### Directions
The task calls for each line of the records below in which the word "trim" appears.

■ ■ ■ ■

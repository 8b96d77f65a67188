//! Input record validation.
//!
//! Converts raw [`TransactionRecord`]s into typed [`Transaction`]s. The first
//! invalid row rejects the whole input; no row is silently dropped.

use crate::messages::{ValidationInput, ValidationOutput};
use crate::types::{Transaction, TransactionRecord};
use async_trait::async_trait;
use chrono::{DateTime, NaiveDateTime, TimeZone, Utc};
use forensicflow_core::error::{FlowError, Result};
use forensicflow_core::traits::BatchKernel;
use forensicflow_core::{domain::Domain, kernel::KernelMetadata, traits::AnalysisKernel};
use std::time::Instant;
use tracing::debug;

/// Naive timestamp layouts, tried in order after RFC 3339.
pub const NAIVE_TIMESTAMP_FORMATS: &[&str] = &[
    "%Y-%m-%d %H:%M:%S",
    "%Y-%m-%dT%H:%M:%S",
    "%d-%m-%Y %H:%M",
    "%d-%m-%Y %H:%M:%S",
    "%m-%d-%Y %H:%M",
    "%Y/%m/%d %H:%M:%S",
    "%d/%m/%Y %H:%M",
];

// ============================================================================
// Field Parsing
// ============================================================================

/// Parse a timestamp. Naive values are interpreted as UTC.
pub fn parse_timestamp(raw: &str) -> Option<DateTime<Utc>> {
    let raw = raw.trim();
    if let Ok(ts) = DateTime::parse_from_rfc3339(raw) {
        return Some(ts.with_timezone(&Utc));
    }
    NAIVE_TIMESTAMP_FORMATS.iter().find_map(|fmt| {
        NaiveDateTime::parse_from_str(raw, fmt)
            .ok()
            .map(|naive| Utc.from_utc_datetime(&naive))
    })
}

/// Parse an amount, returning the rejection reason on failure.
pub fn parse_amount(raw: &str) -> std::result::Result<f64, &'static str> {
    let value: f64 = raw.trim().parse().map_err(|_| "not a number")?;
    if !value.is_finite() {
        return Err("not finite");
    }
    if value < 0.0 {
        return Err("negative");
    }
    Ok(value)
}

fn present(field: &Option<String>) -> Option<&str> {
    field.as_deref().map(str::trim).filter(|s| !s.is_empty())
}

/// Validate a single record. `row` is 1-based.
pub fn validate_record(row: usize, record: &TransactionRecord) -> Result<Transaction> {
    let id = present(&record.transaction_id);
    let sender = present(&record.sender_id);
    let receiver = present(&record.receiver_id);
    let amount = present(&record.amount);
    let timestamp = present(&record.timestamp);

    let missing: Vec<String> = [
        ("transaction_id", id.is_none()),
        ("sender_id", sender.is_none()),
        ("receiver_id", receiver.is_none()),
        ("amount", amount.is_none()),
        ("timestamp", timestamp.is_none()),
    ]
    .into_iter()
    .filter(|(_, absent)| *absent)
    .map(|(name, _)| name.to_string())
    .collect();

    let transaction_id = id.map(str::to_string);
    let (Some(id), Some(sender), Some(receiver), Some(amount), Some(timestamp)) =
        (id, sender, receiver, amount, timestamp)
    else {
        return Err(FlowError::MissingFields {
            row,
            transaction_id,
            fields: missing,
        });
    };

    let amount = parse_amount(amount).map_err(|reason| FlowError::InvalidAmount {
        row,
        transaction_id: transaction_id.clone(),
        value: amount.to_string(),
        reason: reason.to_string(),
    })?;

    let timestamp = parse_timestamp(timestamp).ok_or_else(|| FlowError::InvalidTimestamp {
        row,
        transaction_id: transaction_id.clone(),
        value: timestamp.to_string(),
    })?;

    Ok(Transaction::new(id, sender, receiver, amount, timestamp))
}

/// Validate every record, stopping at the first invalid one.
pub fn validate_records(records: &[TransactionRecord]) -> Result<Vec<Transaction>> {
    let transactions = records
        .iter()
        .enumerate()
        .map(|(i, record)| validate_record(i + 1, record))
        .collect::<Result<Vec<_>>>()?;
    debug!(records = transactions.len(), "validated transaction records");
    Ok(transactions)
}

// ============================================================================
// Record Validation Kernel
// ============================================================================

/// Record validation kernel.
///
/// Rejects the input on the first row with a missing field, a negative or
/// non-numeric amount, or an unparsable timestamp.
#[derive(Debug, Clone)]
pub struct RecordValidator {
    metadata: KernelMetadata,
}

impl Default for RecordValidator {
    fn default() -> Self {
        Self::new()
    }
}

impl RecordValidator {
    /// Create a new record validator.
    #[must_use]
    pub fn new() -> Self {
        Self {
            metadata: KernelMetadata::batch("graph/validate", Domain::GraphConstruction)
                .with_description("Transaction record validation and timestamp parsing")
                .with_throughput(2_000_000)
                .with_latency_us(5.0),
        }
    }

    /// Validate records.
    pub fn compute(records: &[TransactionRecord]) -> Result<Vec<Transaction>> {
        validate_records(records)
    }
}

impl AnalysisKernel for RecordValidator {
    fn metadata(&self) -> &KernelMetadata {
        &self.metadata
    }
}

#[async_trait]
impl BatchKernel<ValidationInput, ValidationOutput> for RecordValidator {
    async fn execute(&self, input: ValidationInput) -> Result<ValidationOutput> {
        let start = Instant::now();
        let transactions = Self::compute(&input.records)?;
        Ok(ValidationOutput {
            transactions,
            compute_time_us: start.elapsed().as_micros() as u64,
        })
    }
}

#[cfg(test)]
mod tests {
    use super::*;
    use chrono::{Datelike, Timelike};

    fn record(id: &str, amount: &str, ts: &str) -> TransactionRecord {
        TransactionRecord::new(id, "A", "B", amount, ts)
    }

    #[test]
    fn test_parse_timestamp_formats() {
        let iso = parse_timestamp("2024-03-05 14:30:00").unwrap();
        assert_eq!((iso.year(), iso.month(), iso.day()), (2024, 3, 5));
        assert_eq!((iso.hour(), iso.minute()), (14, 30));

        let day_first = parse_timestamp("05-03-2024 14:30").unwrap();
        assert_eq!(day_first, iso);

        let slashed = parse_timestamp("2024/03/05 14:30:00").unwrap();
        assert_eq!(slashed, iso);

        let t_sep = parse_timestamp("2024-03-05T14:30:00").unwrap();
        assert_eq!(t_sep, iso);

        let rfc = parse_timestamp("2024-03-05T16:30:00+02:00").unwrap();
        assert_eq!(rfc, iso);
    }

    #[test]
    fn test_month_first_fallback() {
        // Day 25 cannot be a month, so only the month-first layout matches.
        let ts = parse_timestamp("12-25-2024 08:00").unwrap();
        assert_eq!((ts.month(), ts.day()), (12, 25));
    }

    #[test]
    fn test_parse_timestamp_rejects_garbage() {
        assert!(parse_timestamp("yesterday").is_none());
        assert!(parse_timestamp("2024-13-45 99:00:00").is_none());
    }

    #[test]
    fn test_parse_amount() {
        assert_eq!(parse_amount(" 125.50 "), Ok(125.5));
        assert_eq!(parse_amount("0"), Ok(0.0));
        assert_eq!(parse_amount("-3"), Err("negative"));
        assert_eq!(parse_amount("abc"), Err("not a number"));
        assert_eq!(parse_amount("inf"), Err("not finite"));
        assert_eq!(parse_amount("NaN"), Err("not finite"));
    }

    #[test]
    fn test_validate_records_ok() {
        let records = vec![
            record("T1", "100", "2024-01-01 10:00:00"),
            record("T2", "250.75", "2024-01-01 11:00:00"),
        ];
        let txs = validate_records(&records).unwrap();
        assert_eq!(txs.len(), 2);
        assert_eq!(txs[1].id, "T2");
        assert_eq!(txs[1].amount, 250.75);
    }

    #[test]
    fn test_missing_fields_reported_together() {
        let records = vec![
            record("T1", "100", "2024-01-01 10:00:00"),
            TransactionRecord {
                transaction_id: Some("T2".to_string()),
                sender_id: Some("  ".to_string()),
                receiver_id: Some("B".to_string()),
                amount: None,
                timestamp: Some("2024-01-01 10:00:00".to_string()),
            },
        ];
        match validate_records(&records) {
            Err(FlowError::MissingFields {
                row,
                transaction_id,
                fields,
            }) => {
                assert_eq!(row, 2);
                assert_eq!(transaction_id.as_deref(), Some("T2"));
                assert_eq!(fields, vec!["sender_id", "amount"]);
            }
            other => panic!("unexpected result: {other:?}"),
        }
    }

    #[test]
    fn test_first_bad_row_wins() {
        let records = vec![
            record("T1", "-5", "2024-01-01 10:00:00"),
            record("T2", "10", "never"),
        ];
        let err = validate_records(&records).unwrap_err();
        assert!(matches!(err, FlowError::InvalidAmount { row: 1, .. }));

        let err = validate_records(&records[1..]).unwrap_err();
        assert!(matches!(err, FlowError::InvalidTimestamp { row: 1, .. }));
    }

    #[test]
    fn test_empty_input() {
        assert!(validate_records(&[]).unwrap().is_empty());
    }

    #[tokio::test]
    async fn test_validator_kernel() {
        let kernel = RecordValidator::new();
        assert_eq!(kernel.id(), "graph/validate");
        let out = kernel
            .execute(ValidationInput::new(vec![record(
                "T1",
                "1",
                "2024-01-01 00:00:00",
            )]))
            .await
            .unwrap();
        assert_eq!(out.transactions.len(), 1);
    }
}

■ ■ ■ ■

### Solved exercise
    let raw = raw.trim();
    let value: f64 = raw.trim().parse().map_err(|_| "not a number")?;
    field.as_deref().map(str::trim).filter(|s| !s.is_empty())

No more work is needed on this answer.